→ **Problem to solve**: The output should be all lines of the entries below in which the word "const" occurs.

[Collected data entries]
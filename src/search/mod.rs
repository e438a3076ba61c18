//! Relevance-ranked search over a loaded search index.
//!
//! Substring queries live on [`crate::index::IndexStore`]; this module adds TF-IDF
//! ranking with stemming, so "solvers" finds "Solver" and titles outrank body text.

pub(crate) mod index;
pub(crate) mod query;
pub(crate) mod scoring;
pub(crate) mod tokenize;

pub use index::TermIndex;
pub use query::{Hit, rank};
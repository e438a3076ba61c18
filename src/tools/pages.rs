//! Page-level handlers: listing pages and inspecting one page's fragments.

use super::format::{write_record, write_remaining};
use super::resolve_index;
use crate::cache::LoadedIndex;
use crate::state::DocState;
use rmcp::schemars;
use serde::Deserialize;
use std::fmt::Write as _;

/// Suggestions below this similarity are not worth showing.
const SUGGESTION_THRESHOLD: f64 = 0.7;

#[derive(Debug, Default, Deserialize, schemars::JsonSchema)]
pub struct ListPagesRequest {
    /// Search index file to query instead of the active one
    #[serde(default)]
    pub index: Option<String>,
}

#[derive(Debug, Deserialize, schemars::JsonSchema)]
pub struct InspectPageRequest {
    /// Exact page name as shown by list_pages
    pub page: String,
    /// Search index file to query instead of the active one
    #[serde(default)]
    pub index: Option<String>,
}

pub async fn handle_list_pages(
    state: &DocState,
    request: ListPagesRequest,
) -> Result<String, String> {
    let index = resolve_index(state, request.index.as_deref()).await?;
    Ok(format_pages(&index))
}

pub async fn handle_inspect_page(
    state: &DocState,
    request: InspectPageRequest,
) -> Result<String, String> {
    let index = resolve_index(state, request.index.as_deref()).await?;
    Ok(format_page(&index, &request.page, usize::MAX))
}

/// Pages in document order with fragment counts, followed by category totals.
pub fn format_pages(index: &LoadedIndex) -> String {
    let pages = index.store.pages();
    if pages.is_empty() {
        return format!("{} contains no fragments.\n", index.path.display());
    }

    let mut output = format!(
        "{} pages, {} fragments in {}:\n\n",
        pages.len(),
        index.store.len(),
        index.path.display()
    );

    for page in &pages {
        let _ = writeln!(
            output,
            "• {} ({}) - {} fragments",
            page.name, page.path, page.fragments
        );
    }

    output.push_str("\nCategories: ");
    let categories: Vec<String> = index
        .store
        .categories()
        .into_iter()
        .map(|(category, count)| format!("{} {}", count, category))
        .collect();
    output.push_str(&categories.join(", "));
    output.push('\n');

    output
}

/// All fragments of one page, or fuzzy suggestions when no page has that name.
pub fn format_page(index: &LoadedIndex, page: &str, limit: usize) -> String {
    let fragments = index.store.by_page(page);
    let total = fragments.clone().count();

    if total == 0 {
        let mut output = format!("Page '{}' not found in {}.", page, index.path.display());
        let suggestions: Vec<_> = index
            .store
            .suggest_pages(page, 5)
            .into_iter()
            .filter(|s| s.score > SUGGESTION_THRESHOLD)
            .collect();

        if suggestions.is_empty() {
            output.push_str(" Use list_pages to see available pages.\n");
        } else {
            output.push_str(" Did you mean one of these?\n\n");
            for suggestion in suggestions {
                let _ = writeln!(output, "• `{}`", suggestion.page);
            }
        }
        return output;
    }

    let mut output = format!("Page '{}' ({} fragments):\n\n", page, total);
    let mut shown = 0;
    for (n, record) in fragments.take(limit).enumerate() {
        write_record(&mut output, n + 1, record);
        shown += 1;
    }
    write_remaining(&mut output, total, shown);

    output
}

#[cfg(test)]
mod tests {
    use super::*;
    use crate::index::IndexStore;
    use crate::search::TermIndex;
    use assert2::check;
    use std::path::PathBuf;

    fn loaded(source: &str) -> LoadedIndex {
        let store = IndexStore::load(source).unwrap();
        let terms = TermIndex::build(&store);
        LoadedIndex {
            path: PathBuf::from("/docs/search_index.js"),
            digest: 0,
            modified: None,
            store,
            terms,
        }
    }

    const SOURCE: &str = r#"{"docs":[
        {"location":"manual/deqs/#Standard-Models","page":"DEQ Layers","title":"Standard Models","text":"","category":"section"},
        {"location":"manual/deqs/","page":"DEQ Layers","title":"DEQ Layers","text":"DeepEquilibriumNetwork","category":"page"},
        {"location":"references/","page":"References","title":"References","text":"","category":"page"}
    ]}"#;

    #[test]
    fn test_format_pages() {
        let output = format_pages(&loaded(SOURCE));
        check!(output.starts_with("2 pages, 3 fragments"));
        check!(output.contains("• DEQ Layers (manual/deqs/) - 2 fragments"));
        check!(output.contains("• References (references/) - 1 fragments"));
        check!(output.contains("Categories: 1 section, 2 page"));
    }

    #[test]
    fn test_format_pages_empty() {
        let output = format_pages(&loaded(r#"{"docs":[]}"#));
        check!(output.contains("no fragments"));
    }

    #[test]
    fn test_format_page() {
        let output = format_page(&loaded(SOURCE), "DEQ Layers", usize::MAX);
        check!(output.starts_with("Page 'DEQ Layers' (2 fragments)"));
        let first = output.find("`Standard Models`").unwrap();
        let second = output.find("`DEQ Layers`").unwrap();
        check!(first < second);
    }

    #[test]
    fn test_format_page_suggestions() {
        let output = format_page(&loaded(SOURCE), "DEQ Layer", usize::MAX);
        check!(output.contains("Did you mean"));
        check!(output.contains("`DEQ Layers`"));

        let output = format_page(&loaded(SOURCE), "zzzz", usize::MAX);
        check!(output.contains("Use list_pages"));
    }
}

→ **Task result**:
const SUGGESTION_THRESHOLD: f64 = 0.7;
    const SOURCE: &str = r#"{"docs":[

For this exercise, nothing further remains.